Kahabadijan ailesi, hayatlarını Ermenilerin Türk katliamının anısına adadı ve bu konuda birkaç kısa film çekti.
Büyükbabası katliamlardan kurtulan Ilya Kahabadijan, TPS'ye diplomatın “yüklü sorun” hakkında bir konuşma geliştirmeye çalışmasının toplantıya sadece 40 dakika olduğunu söyledi. Ermeni katliamını koruma faaliyetimi durdurmaya ikna etmek istediğini fark ettim. ”
İlya, Türk temsilcisinin kendisini tehdit etmediğini vurguladı, ancak “her halükarda ona çıkış yolunu gösterdim ve Ermeni cemaatinin katliam meselesine kadar gitmeye hazır olduğunu anladı. 100 yıl daha bekleyeceğiz, ancak İsrail'in Almanya ile imzaladığı gibi bir ödeme anlaşmasına varıncaya kadar tazminat talebimizi iptal etmeyeceğiz. 
Türkiye'nin ikna girişimleri Ermenilere mali hibe tekliflerini de içermektedir. Çeyrek'teki mülk sahipleri, Türk hükümet temsilcilerinin yakın zamanda çeşitli ihtiyaçlar için 3000 dolarlık hibeler sunduğunu, ancak tekliflerinin tamamen Türk sakinleri tarafından reddedildiğini ve Türk hükümetinin dava açılmamasını sağlamak için tasarlanan “bunlar susturucu hibeler” olduğunu söyledi. 1915-1917 katliamları için.
Ermeni imhası, Birinci Dünya Savaşı sırasında kendi topraklarındaki Ermeni nüfusuna karşı Osmanlı İmparatorluğu tarafından yürütülen kasıtlı ve sistematik bir soykırımdı.
Birinci Dünya Savaşı'ndan sonra bile Türkler, Kürtler ve Araplar 1923'e kadar Ermenileri katletmeye devam ettiler ve Türkiye'deki Ermenilerin yaklaşık yarısının, yaklaşık 1,5 milyon insanın öldürüldüğüne inanılıyor.

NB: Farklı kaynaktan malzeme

//! Directory and identity records.

use chrono::{DateTime, NaiveDate};
use serde::{Deserialize, Deserializer, Serialize};

/// Channel type string for the Telegram transport.
pub const TELEGRAM: &str = "telegram";
/// Channel type string for the local CLI transport.
pub const CLI: &str = "cli";

/// A person as known to the directory, before it gets a server-assigned id.
#[derive(Debug, Clone, PartialEq, Eq, Serialize, Deserialize)]
pub struct Person {
    pub first_name: String,
    pub last_name: String,
    pub patronymic: String,
    pub birth_date: NaiveDate,
    pub email: String,
}

/// A persisted user.
#[derive(Debug, Clone, PartialEq, Eq, Serialize, Deserialize)]
pub struct User {
    pub id: i64,
    pub first_name: String,
    pub last_name: String,
    pub patronymic: String,
    pub birth_date: NaiveDate,
    pub email: String,
}

impl User {
    /// One-line label shown in the person-selection keyboard: `"<id> Last First Patronymic"`.
    ///
    /// The leading id is what the selection step parses back.
    pub fn selection_label(&self) -> String {
        let mut label = format!("{} {} {}", self.id, self.last_name, self.first_name);
        if !self.patronymic.is_empty() {
            label.push(' ');
            label.push_str(&self.patronymic);
        }
        label
    }

    /// "First Last" for reminder texts.
    pub fn display_name(&self) -> String {
        format!("{} {}", self.first_name, self.last_name)
    }
}

/// An organizational unit. The (name, city, office, department) tuple is unique.
#[derive(Debug, Clone, Default, PartialEq, Eq, Hash, Serialize, Deserialize)]
pub struct Organization {
    /// Server-assigned id; 0 until persisted.
    #[serde(default)]
    pub id: i64,
    pub name: String,
    pub city: String,
    pub office: String,
    pub department: String,
}

/// Identifies a user inside one chat transport.
#[derive(Debug, Clone, PartialEq, Eq, Hash, Serialize, Deserialize)]
pub struct ChannelIdentity {
    /// Transport type, e.g. `"telegram"`.
    pub channel: String,
    /// The user's id within that transport.
    pub user_id: i64,
    /// The conversation the user talks to the bot in.
    pub chat_id: i64,
}

impl ChannelIdentity {
    pub fn new(channel: impl Into<String>, user_id: i64, chat_id: i64) -> Self {
        Self {
            channel: channel.into(),
            user_id,
            chat_id,
        }
    }
}

/// A persisted channel identity row with its activation status.
#[derive(Debug, Clone, PartialEq, Eq)]
pub struct ChannelAccount {
    pub user_id: i64,
    pub identity: ChannelIdentity,
    pub is_activated: bool,
    /// Single-use activation token; cleared once consumed.
    pub token: String,
}

/// A directed "remind me about this person" edge.
#[derive(Debug, Clone, Copy, PartialEq, Eq)]
pub struct Subscription {
    pub id: i64,
    pub subscriber_id: i64,
    pub target_id: i64,
}

/// A subscription joined with everything needed to deliver a reminder.
#[derive(Debug, Clone, PartialEq, Eq)]
pub struct ReminderTarget {
    /// Where to deliver the reminder.
    pub subscriber: ChannelIdentity,
    /// Whose birthday it is.
    pub target: User,
}

/// Employee record returned by the directory gateway.
#[derive(Debug, Clone, PartialEq, Eq, Serialize, Deserialize)]
pub struct DirectoryRecord {
    pub first_name: String,
    pub last_name: String,
    #[serde(default)]
    pub patronymic: String,
    #[serde(deserialize_with = "deserialize_birth_date")]
    pub birth_date: NaiveDate,
    pub email: String,
    /// Organization name.
    pub name: String,
    pub city: String,
    pub office: String,
    pub department: String,
}

impl DirectoryRecord {
    /// Split into the person and the organization they belong to.
    pub fn into_parts(self) -> (Person, Organization) {
        (
            Person {
                first_name: self.first_name,
                last_name: self.last_name,
                patronymic: self.patronymic,
                birth_date: self.birth_date,
                email: self.email,
            },
            Organization {
                id: 0,
                name: self.name,
                city: self.city,
                office: self.office,
                department: self.department,
            },
        )
    }
}

/// Accepts both `2001-05-12` and RFC 3339 timestamps such as `2001-05-12T00:00:00Z`.
fn deserialize_birth_date<'de, D>(deserializer: D) -> Result<NaiveDate, D::Error>
where
    D: Deserializer<'de>,
{
    let raw = String::deserialize(deserializer)?;
    parse_birth_date(&raw).ok_or_else(|| serde::de::Error::custom(format!("invalid birth date: {raw}")))
}

/// Parse a birth date in either plain date or RFC 3339 form.
pub fn parse_birth_date(raw: &str) -> Option<NaiveDate> {
    let raw = raw.trim();
    if let Ok(date) = NaiveDate::parse_from_str(raw, "%Y-%m-%d") {
        return Some(date);
    }
    DateTime::parse_from_rfc3339(raw).ok().map(|dt| dt.date_naive())
}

Türkiye Ermeni Mahallesini Alıyor mu?

Türk baskıları Ermeni varlıklarını edinme faaliyetinde de kendini gösteriyor.
TPS, birkaç ay önce Ermeni Mahallesi sakinlerinin, evlerinden birinin gerçek değerinin üç katında bir Müslüman'a satıldığını bulmak için şok olduklarını öğrendi. Bir soruşturma Ermeni mülkünün satın alınması için finansmanın Türkiye'den geldiğini ortaya koydu.
Olaydan sonra, bazı topluluk liderleri olaylar zincirini gözden geçirmek için toplandılar ve topluluk varlıklarının Türklere sızmasını önlemek için harekete geçtiler.
Türk Ermenileri arasında mülk devralma veya daha fazla mülk satın alma konusunda hâlâ devam eden bir korku var.
İsimsiz kalmasını isteyen bir Hıristiyan tüccar, Türklerin geçtiğimiz günlerde Ürdün Vakıflarına çok eski mülkiyet sertifikalarını, Osmanlı dönemi belgeleri ve Ermeni ve Hristiyan Mahalleleri'ndeki mülkiyet mülkiyet belgeleri de dahil olmak üzere çökmekte olan çok eski sahiplik belgelerine geçtiğini söyledi.
Birkaç sertifikanın TPS fotoğraflarını gösteren tüccar, Türklerden Vakıf'tan varlıkları satın almak için kullanılan belgeleri doğrulamasını istediğini söylüyor.
Çeyrekte Ermeniler Türk inisiyatiflerinden duydukları korkuları gizlememekle birlikte, meselelerin hassasiyeti nedeniyle Türklerin kendileriyle açıkça yüzleşmeyeceğine dair güvenlerini ifade ettiler.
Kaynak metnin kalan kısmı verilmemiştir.